--- What is expected ---
Return all lines from the listing below in which the string "contains" occurs.

- - - -

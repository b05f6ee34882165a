use super::card::Card;
use super::suit::Suit;

/// An unordered set of cards packed into a single u64.
///
/// Only the low 52 bits are used, one per card. A single word for any
/// number of cards avoids heap allocation even for small sets.
#[derive(Debug, Default, Clone, Copy, Hash, PartialEq, Eq, PartialOrd, Ord)]
pub struct Hand(u64);

impl Hand {
    pub const fn empty() -> Self {
        Self(0)
    }
    /// The full 52-card deck.
    pub const fn deck() -> Self {
        Self(Self::mask())
    }

    /// Union of two disjoint sets. Overlap is a logic error.
    pub fn add(lhs: Self, rhs: Self) -> Self {
        debug_assert!(lhs.0 & rhs.0 == 0);
        Self(lhs.0 | rhs.0)
    }
    /// Union of two possibly overlapping sets.
    pub fn union(lhs: Self, rhs: Self) -> Self {
        Self(lhs.0 | rhs.0)
    }
    /// Cards present in both sets.
    pub fn intersection(lhs: Self, rhs: Self) -> Self {
        Self(lhs.0 & rhs.0)
    }
    pub fn disjoint(&self, other: &Self) -> bool {
        self.0 & other.0 == 0
    }

    pub fn complement(&self) -> Self {
        Self(self.0 ^ Self::mask())
    }
    pub fn size(&self) -> usize {
        self.0.count_ones() as usize
    }
    pub fn contains(&self, card: &Card) -> bool {
        self.0 & u64::from(*card) != 0
    }
    pub fn of(&self, suit: &Suit) -> Hand {
        let ranks = u64::from(*self) & u64::from(*suit);
        Self::from(ranks)
    }
    pub fn remove(&mut self, card: Card) {
        let card = u8::from(card);
        let mask = !(1 << card);
        self.0 &= mask;
    }

    pub const fn mask() -> u64 {
        0x000FFFFFFFFFFFFF
    }
}

/// we can empty a hand from low to high
/// by removing the lowest card until the hand is empty
impl Iterator for Hand {
    type Item = Card;
    fn next(&mut self) -> Option<Self::Item> {
        if self.size() == 0 {
            None
        } else {
            let card = self.0.trailing_zeros() as u8;
            let card = Card::from(card);
            self.remove(card);
            Some(card)
        }
    }
}

/// u64 isomorphism
/// we SUM/OR the cards to get the bitstring
/// [2c, Ts, Jc, Js]
/// xxxxxxxxxxxx 0000000000001001100000000000000000000000000000000001
impl From<u64> for Hand {
    fn from(n: u64) -> Self {
        Self(n & Self::mask())
    }
}
impl From<Hand> for u64 {
    fn from(h: Hand) -> Self {
        h.0
    }
}

impl From<Card> for Hand {
    fn from(card: Card) -> Self {
        Self(u64::from(card))
    }
}

/// Vec<Card> isomorphism (up to Vec permutation, this always comes out sorted)
impl From<Hand> for Vec<Card> {
    fn from(h: Hand) -> Self {
        h.into_iter().collect()
    }
}
impl From<Vec<Card>> for Hand {
    fn from(cards: Vec<Card>) -> Self {
        Self(
            cards
                .into_iter()
                .map(|c| u64::from(c))
                .fold(0u64, |a, b| a | b),
        )
    }
}

/// one-way conversion to u16 Rank masks
/// zero-allocation, zero iteration. just shredding bits
impl From<Hand> for u16 {
    fn from(h: Hand) -> Self {
        let mut x = u64::from(h);
        x |= x >> 1;
        x |= x >> 2;
        x &= 0x1111111111111;
        let mut y = u64::default();
        y |= (x >> 00) & 0x0001;
        y |= (x >> 03) & 0x0002;
        y |= (x >> 06) & 0x0004;
        y |= (x >> 09) & 0x0008;
        y |= (x >> 12) & 0x0010;
        y |= (x >> 15) & 0x0020;
        y |= (x >> 18) & 0x0040;
        y |= (x >> 21) & 0x0080;
        y |= (x >> 24) & 0x0100;
        y |= (x >> 27) & 0x0200;
        y |= (x >> 30) & 0x0400;
        y |= (x >> 33) & 0x0800;
        y |= (x >> 36) & 0x1000;
        y as u16
    }
}

/// str isomorphism
/// this follows from Vec<Card> isomorphism, but a repeated card is an error
impl TryFrom<&str> for Hand {
    type Error = String;
    fn try_from(s: &str) -> Result<Self, Self::Error> {
        Card::parse(s)?
            .into_iter()
            .try_fold(Hand::empty(), |hand, card| match hand.contains(&card) {
                true => Err(format!("duplicate card: {}", card)),
                false => Ok(Hand::add(hand, Hand::from(card))),
            })
    }
}

impl crate::Arbitrary for Hand {
    fn random() -> Self {
        Self::from(rand::random::<u64>())
    }
}

impl std::fmt::Display for Hand {
    fn fmt(&self, f: &mut std::fmt::Formatter) -> std::fmt::Result {
        for card in *self {
            write!(f, "{}", card)?;
        }
        Ok(())
    }
}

- - - -

--- Exercise result ---
    pub fn contains(&self, card: &Card) -> bool {
            .try_fold(Hand::empty(), |hand, card| match hand.contains(&card) {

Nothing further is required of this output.